South Sudan said Thursday it would seek 200 million U.S. dollars from the international community to finance its fiscal budget 2016/17 estimated at about 400 million dollars.

Finance Minister Stephen Dhieu Dau told reporters in Juba that the cash was urgently needed to implement key reforms enshrined in the signed peace agreement to end more than three years of violent conflict in the oil-rich and yet impoverished nation.

"I need donors to come and provide even technical support to the ministry of finance for us to undertake reforms like the National Revenue Authority to support the Bank of South Sudan," he revealed.

South Sudan relies 98 percent on oil export to finance its fiscal budget, but conflict since outbreak in December 2013 led to decline in production from more than 350,000 barrels a day (bpd) to less than 130,000 bpd.
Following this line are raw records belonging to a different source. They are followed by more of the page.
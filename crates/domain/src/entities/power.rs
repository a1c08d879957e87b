//! Instantaneous power flow between grid, panels, battery and load

use chrono::NaiveDateTime;
use serde::{Deserialize, Serialize};

use crate::errors::DomainError;
use crate::value_objects::{Record, truncate_to_minute};

/// Snapshot of the site's current power flow (kW)
#[derive(Debug, Clone, PartialEq, Serialize, Deserialize)]
pub struct PowerFlow {
    pub datetime: NaiveDateTime,
    pub grid_status: String,
    pub grid_power: f64,
    pub solar_status: String,
    pub solar_power: f64,
    pub battery_status: String,
    pub battery_power: f64,
    pub battery_charge: f64,
    pub battery_critical: bool,
    pub power_usage: f64,
}

impl PowerFlow {
    pub const TABLE: &'static str = "power";

    /// Status columns watched for transitions
    pub const STATUS_COLUMNS: [&'static str; 3] = ["solar_status", "battery_status", "grid_status"];

    #[must_use]
    pub fn with_datetime(mut self, datetime: NaiveDateTime) -> Self {
        self.datetime = truncate_to_minute(datetime);
        self
    }

    /// Value of a status column by name
    #[must_use]
    pub fn status(&self, column: &str) -> Option<&str> {
        match column {
            "solar_status" => Some(&self.solar_status),
            "battery_status" => Some(&self.battery_status),
            "grid_status" => Some(&self.grid_status),
            _ => None,
        }
    }

    #[must_use]
    pub fn to_record(&self) -> Record {
        Record::new()
            .with("datetime", self.datetime)
            .with("grid_status", self.grid_status.as_str())
            .with("grid_power", self.grid_power)
            .with("solar_status", self.solar_status.as_str())
            .with("solar_power", self.solar_power)
            .with("battery_status", self.battery_status.as_str())
            .with("battery_power", self.battery_power)
            .with("battery_charge", self.battery_charge)
            .with("battery_critical", self.battery_critical)
            .with("power_usage", self.power_usage)
    }

    pub fn from_record(record: &Record) -> Result<Self, DomainError> {
        Ok(Self {
            datetime: record.timestamp("datetime")?,
            grid_status: record.text("grid_status")?,
            grid_power: record.float("grid_power")?,
            solar_status: record.text("solar_status")?,
            solar_power: record.float("solar_power")?,
            battery_status: record.text("battery_status")?,
            battery_power: record.float("battery_power")?,
            battery_charge: record.float("battery_charge")?,
            battery_critical: record.boolean("battery_critical")?,
            power_usage: record.float("power_usage")?,
        })
    }
}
The country is currently grappling with hyper inflation, amid dwindling foreign reserves to support imports.

The South Sudanese Pound (SSP) has continued to depreciate against the U.S. dollar in the black market from 32 SSP in April 2016 to 100 SSP in February.

"Prices have increased and the cost of living is now unaffordable for the majority of the people in the country," the minister said.

He added that in a bid to boost the struggling non-oil revenue sector they have had to undertake tax exemption to spur business at the main border town of Nimule near the Ugandan border.